Exciting Images from CHHM Research

Exciting Images from CHHM Research

Each year, CHHM hosts an image contest among graduate students who are conducting research at the Centre. These trainees enjoy the opportunity to showcase their research through images and captions.

This year's winner is  Michele Touchette. Michele is completing a Master's of Applied Science in Biomedical Engineering at UBC.  Her image demonstrates simulated X-ray technology, which is the focus of her work. The development of a simulated X-ray system could help to reduce radiation exposure during bone repair surgeries– it's X-ray vision without the X-rays.

2015 Winner: Death by radiation…No more!
These fluoroscopy (left) and X-ray (right) images were achieved without using radiation.

Why simulated X-rays?

In the context of exposure to X-rays, bone fracture procedures can be very costly for patients and staff inside the operating room (OR). Did you know that one orthopaedic procedure can result in 150 chest X-rays’ worth of radiation exposure? Surgeons require the use of X-rays by means of a mobile C-arm in order to see the placement of tools and implants, especially for non-invasive procedures. Radiology technologists (‘RadTechs’) who get formal training in medical imaging operate these mobile C-arms in the OR. Whenever the surgeon needs a view of the bones, the RadTech moves the C-arm into position and takes an X-ray image.

When RadTechs learn how to use the C-arm, such as at BCIT, training is largely limited to theoretical education, lacking hands-on practice in a surgical environment. A large proportion of the learning curve is therefore carried out in the real OR, where a fast-paced setting makes it stressful and frustrating for both the RadTech and the surgeon. Inexperienced RadTechs often take several ‘trial-and-error’ shots before achieving the surgeon’s desired radiographic view. This results in increased radiation exposure for both the patient and staff, in addition to prolonged surgery times.

The development of a simulated X-ray system could therefore help reduce radiation exposure during bone repair surgeries.
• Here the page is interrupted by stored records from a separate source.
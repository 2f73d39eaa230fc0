//! Background Expiry Sweeper
//!
//! By default BlitzDB only *records* expiry times: `SET key value EX 10`
//! stores the deadline, but the key stays readable forever. That is the
//! store's reference behavior.
//!
//! The sweeper is an opt-in extension (`--active-expiry`). When running, it
//! wakes up every `interval` and removes every entry whose deadline has
//! passed. Reads still never check the deadline, so an expired key remains
//! visible until the next sweep.
//!
//! ## Design
//!
//! The sweeper runs as a Tokio task and:
//! 1. Sleeps for the configured interval
//! 2. Removes all expired entries under one lock acquisition
//! 3. Logs how many keys were removed
//!
//! It stops when its handle is dropped or [`ExpirySweeper::stop`] is called.

use crate::storage::StorageEngine;
use std::sync::Arc;
use std::time::{Duration, Instant};
use tokio::sync::watch;
use tracing::{debug, info};

/// Configuration for the expiry sweeper.
#[derive(Debug, Clone)]
pub struct ExpiryConfig {
    /// Interval between sweeps (default: 100ms)
    pub interval: Duration,
}

impl Default for ExpiryConfig {
    fn default() -> Self {
        Self {
            interval: Duration::from_millis(100),
        }
    }
}

/// A handle to the running expiry sweeper.
///
/// When this handle is dropped, the sweeper task will be stopped.
#[derive(Debug)]
pub struct ExpirySweeper {
    shutdown_tx: watch::Sender<bool>,
}

impl ExpirySweeper {
    /// Starts the expiry sweeper as a background task.
    ///
    /// Must be called from within a Tokio runtime.
    pub fn start(engine: Arc<StorageEngine>, config: ExpiryConfig) -> Self {
        let (shutdown_tx, shutdown_rx) = watch::channel(false);

        tokio::spawn(sweeper_loop(engine, config, shutdown_rx));

        info!("Background expiry sweeper started");

        Self { shutdown_tx }
    }

    /// Stops the expiry sweeper.
    ///
    /// This is called automatically when the handle is dropped.
    pub fn stop(&self) {
        if !self.shutdown_tx.send_replace(true) {
            info!("Background expiry sweeper stopped");
        }
    }
}

impl Drop for ExpirySweeper {
    fn drop(&mut self) {
        self.stop();
    }
}

async fn sweeper_loop(
    engine: Arc<StorageEngine>,
    config: ExpiryConfig,
    mut shutdown_rx: watch::Receiver<bool>,
) {
    loop {
        tokio::select! {
            _ = tokio::time::sleep(config.interval) => {}
            result = shutdown_rx.changed() => {
                if result.is_err() || *shutdown_rx.borrow() {
                    debug!("Expiry sweeper received shutdown signal");
                    return;
                }
            }
        }

        let expired = engine.cleanup_expired(Instant::now());
        if expired > 0 {
            debug!(
                expired = expired,
                keys_remaining = engine.len(),
                "Expired keys cleaned up"
            );
        }
    }
}

#[cfg(test)]
mod tests {
    use super::*;
    use bytes::Bytes;

    #[tokio::test]
    async fn test_sweeper_cleans_expired_keys() {
        let engine = Arc::new(StorageEngine::new());
        let deadline = Instant::now() + Duration::from_millis(50);

        for i in 0..10 {
            let key = Bytes::from(format!("key{}", i));
            engine.set(key.clone(), Bytes::from("value"));
            engine.set_expiry(&key, deadline);
        }
        engine.set(Bytes::from("persistent"), Bytes::from("value"));

        assert_eq!(engine.len(), 11);

        let config = ExpiryConfig {
            interval: Duration::from_millis(10),
        };
        let _sweeper = ExpirySweeper::start(Arc::clone(&engine), config);

        tokio::time::sleep(Duration::from_millis(200)).await;

        // Only the persistent key should remain
        assert_eq!(engine.len(), 1);
        assert!(engine.exists(b"persistent"));
    }

    #[tokio::test]
    async fn test_sweeper_stops_on_drop() {
        let engine = Arc::new(StorageEngine::new());

        let config = ExpiryConfig {
            interval: Duration::from_millis(10),
        };

        {
            let _sweeper = ExpirySweeper::start(Arc::clone(&engine), config);
            tokio::time::sleep(Duration::from_millis(50)).await;
        }

        engine.set(Bytes::from("key"), Bytes::from("value"));
        engine.set_expiry(b"key", Instant::now());

        tokio::time::sleep(Duration::from_millis(100)).await;

        // Nobody sweeps any more, and reads do not enforce expiry
        assert_eq!(engine.get(b"key"), Some(Bytes::from("value")));
    }
}
//! Command Handler Module
//!
//! Validates tokenized request lines against the [`CommandRegistry`] and
//! executes them against the storage engine.
//!
//! ## Dispatch
//!
//! ```text
//! tokens ──> name lookup ──> arity check ──> auth check ──> cmd_*() ──> Reply
//!                │                │               │
//!                ▼                ▼               ▼
//!         unknown command   wrong arity        NOAUTH
//! ```
//!
//! Every failure is a [`CommandError`]; its `Display` text becomes the
//! `-ERR` reply and the connection stays open.
//!
//! ## Supported Commands
//!
//! - `PING` - Test connection
//! - `SET key value [NX|XX] [GET] [EX seconds|PX milliseconds]` - Set a key
//! - `GET key` - Get a key's value
//! - `DEL key [key ...]` - Delete keys
//! - `EXISTS key [key ...]` - Count existing keys
//! - `DBSIZE` - Number of keys
//! - `FLUSHDB` - Clear the store (requires AUTH)
//! - `AUTH password` - Authenticate this connection
//! - `QUIT` - Close the connection

use crate::commands::registry::{CommandKind, CommandRegistry, CommandSpec};
use crate::connection::auth::{AuthError, AuthTracker};
use crate::connection::registry::ConnectionId;
use crate::protocol::Reply;
use crate::storage::{SetCondition, SetOutcome, StorageEngine};
use bytes::Bytes;
use std::sync::Arc;
use std::time::{Duration, Instant};
use thiserror::Error;

/// Per-request errors. All of them are answered with an error reply and
/// leave the connection open.
#[derive(Debug, Error, Clone, PartialEq, Eq)]
pub enum CommandError {
    #[error("no command")]
    NoCommand,

    #[error("unknown command '{0}'")]
    UnknownCommand(String),

    #[error("wrong number of arguments for '{0}' command")]
    WrongArity(&'static str),

    #[error("NOAUTH authentication required")]
    AuthRequired,

    #[error("invalid password")]
    InvalidPassword,

    #[error("AUTH called without any password configured")]
    AuthNotConfigured,

    #[error("syntax error")]
    Syntax,

    #[error("invalid expire time in '{0}' command")]
    InvalidExpireTime(&'static str),
}

impl From<AuthError> for CommandError {
    fn from(err: AuthError) -> Self {
        match err {
            AuthError::InvalidPassword => CommandError::InvalidPassword,
            AuthError::NotConfigured => CommandError::AuthNotConfigured,
        }
    }
}

impl From<CommandError> for Reply {
    fn from(err: CommandError) -> Self {
        Reply::error(err.to_string())
    }
}

/// The reply to one request, plus whether the connection ends after it.
#[derive(Debug, Clone, PartialEq, Eq)]
pub struct Response {
    pub reply: Reply,
    /// Close the connection once the reply has been written (QUIT)
    pub close: bool,
}

impl Response {
    pub fn new(reply: Reply) -> Self {
        Self {
            reply,
            close: false,
        }
    }

    pub fn closing(reply: Reply) -> Self {
        Self { reply, close: true }
    }
}

impl From<Reply> for Response {
    fn from(reply: Reply) -> Self {
        Response::new(reply)
    }
}

/// Options accepted by `SET` after the key and value.
#[derive(Debug, Clone, Copy, PartialEq, Eq, Default)]
struct SetOptions {
    condition: SetCondition,
    get: bool,
    ttl: Option<Duration>,
}

impl SetOptions {
    fn parse(args: &[Bytes]) -> Result<Self, CommandError> {
        let mut options = SetOptions::default();
        let mut args = args.iter();

        while let Some(arg) = args.next() {
            match arg.to_ascii_uppercase().as_slice() {
                b"NX" if options.condition == SetCondition::Always => {
                    options.condition = SetCondition::IfAbsent
                }
                b"XX" if options.condition == SetCondition::Always => {
                    options.condition = SetCondition::IfPresent
                }
                b"GET" if !options.get => options.get = true,
                unit @ (b"EX" | b"PX") if options.ttl.is_none() => {
                    let amount = args
                        .next()
                        .ok_or(CommandError::Syntax)
                        .and_then(parse_positive)?;
                    options.ttl = Some(if unit == b"EX" {
                        Duration::from_secs(amount)
                    } else {
                        Duration::from_millis(amount)
                    });
                }
                _ => return Err(CommandError::Syntax),
            }
        }

        Ok(options)
    }
}

fn parse_positive(raw: &Bytes) -> Result<u64, CommandError> {
    std::str::from_utf8(raw)
        .ok()
        .and_then(|s| s.parse::<u64>().ok())
        .filter(|&n| n > 0)
        .ok_or(CommandError::InvalidExpireTime("SET"))
}

/// Validates and executes commands.
///
/// Cheap to clone; each connection holds its own copy.
#[derive(Debug, Clone)]
pub struct CommandHandler {
    storage: Arc<StorageEngine>,
    registry: Arc<CommandRegistry>,
    auth: Arc<AuthTracker>,
}

impl CommandHandler {
    pub fn new(
        storage: Arc<StorageEngine>,
        registry: Arc<CommandRegistry>,
        auth: Arc<AuthTracker>,
    ) -> Self {
        Self {
            storage,
            registry,
            auth,
        }
    }

    /// Executes one tokenized request on behalf of connection `conn`.
    pub fn execute(&self, conn: ConnectionId, tokens: &[Bytes]) -> Response {
        self.dispatch(conn, tokens)
            .unwrap_or_else(|err| Response::new(err.into()))
    }

    fn dispatch(&self, conn: ConnectionId, tokens: &[Bytes]) -> Result<Response, CommandError> {
        let (name, args) = tokens.split_first().ok_or(CommandError::NoCommand)?;
        let spec = self.resolve(name, args.len())?;

        if spec.requires_auth && !self.auth.is_authenticated(conn) {
            return Err(CommandError::AuthRequired);
        }

        let reply = match spec.kind {
            CommandKind::Ping => Reply::pong(),
            CommandKind::Set => self.cmd_set(args)?,
            CommandKind::Get => self.cmd_get(args),
            CommandKind::Del => self.cmd_del(args),
            CommandKind::Exists => self.cmd_exists(args),
            CommandKind::DbSize => Reply::integer(self.storage.len() as i64),
            CommandKind::FlushDb => {
                self.storage.flush();
                Reply::ok()
            }
            CommandKind::Auth => {
                self.auth.authenticate(conn, &args[0])?;
                Reply::ok()
            }
            CommandKind::Quit => return Ok(Response::closing(Reply::ok())),
        };

        Ok(Response::new(reply))
    }

    /// Finds the descriptor for `name` and checks the argument count.
    fn resolve(&self, name: &[u8], arg_count: usize) -> Result<&CommandSpec, CommandError> {
        let name = String::from_utf8_lossy(name).to_ascii_uppercase();
        let spec = self
            .registry
            .lookup(&name)
            .ok_or(CommandError::UnknownCommand(name))?;

        if !spec.accepts(arg_count) {
            return Err(CommandError::WrongArity(spec.name));
        }
        Ok(spec)
    }

    // ========================================================================
    // Commands
    // ========================================================================

    /// SET key value [NX|XX] [GET] [EX seconds|PX milliseconds]
    fn cmd_set(&self, args: &[Bytes]) -> Result<Reply, CommandError> {
        let options = SetOptions::parse(&args[2..])?;
        let expires_at = match options.ttl {
            Some(ttl) => Some(
                Instant::now()
                    .checked_add(ttl)
                    .ok_or(CommandError::InvalidExpireTime("SET"))?,
            ),
            None => None,
        };

        let outcome = self.storage.set_with(
            args[0].clone(),
            args[1].clone(),
            options.condition,
            expires_at,
        );

        Ok(match outcome {
            SetOutcome::Skipped => Reply::integer(0),
            SetOutcome::Written { previous } if options.get => Reply::from_optional(previous),
            SetOutcome::Written { .. } => Reply::ok(),
        })
    }

    /// GET key
    fn cmd_get(&self, args: &[Bytes]) -> Reply {
        Reply::from_optional(self.storage.get(&args[0]))
    }

    /// DEL key [key ...]
    fn cmd_del(&self, args: &[Bytes]) -> Reply {
        Reply::integer(self.storage.delete_many(args) as i64)
    }

    /// EXISTS key [key ...]
    fn cmd_exists(&self, args: &[Bytes]) -> Reply {
        Reply::integer(self.storage.exists_many(args) as i64)
    }
}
RadTechs could generate any number of these artificial X-rays until they’ve reached the correct anatomical view, then the real, clinical X-ray can be taken. How is this achieved? Whenever a patient receives orthopaedic treatment, a CT scan is taken beforehand for three-dimensional planning. This CT scan is input into a software algorithm, along with position information about the C-arm and the patient, and an artificial X-ray is then generated. Patients can therefore benefit from avoiding excessive radiation exposure during these procedures, while OR staff can decrease their overall exposure throughout their careers.


About Michele Touchette

Michele is completing her Master of Applied Science in Biomedical Engineering at UBC, where she also did her undergraduate studies in Mechanical Engineering. She is part of a lab group at the Centre for Hip Health and Mobility that works on making mobile fluoroscopy C-arms ‘smarter’ for navigation during orthopaedic procedures. Michele is also passionate about medical device design for low-resource settings. She is currently part of a design team that is developing a low-cost dynamic wound closure system for use following open-fracture fixation procedures in the developing world. Her team has just sent a prototype to Uganda along with the Uganda Sustainable Trauma Orthopaedic Program (USTOP) surgeons in the fall for user feedback.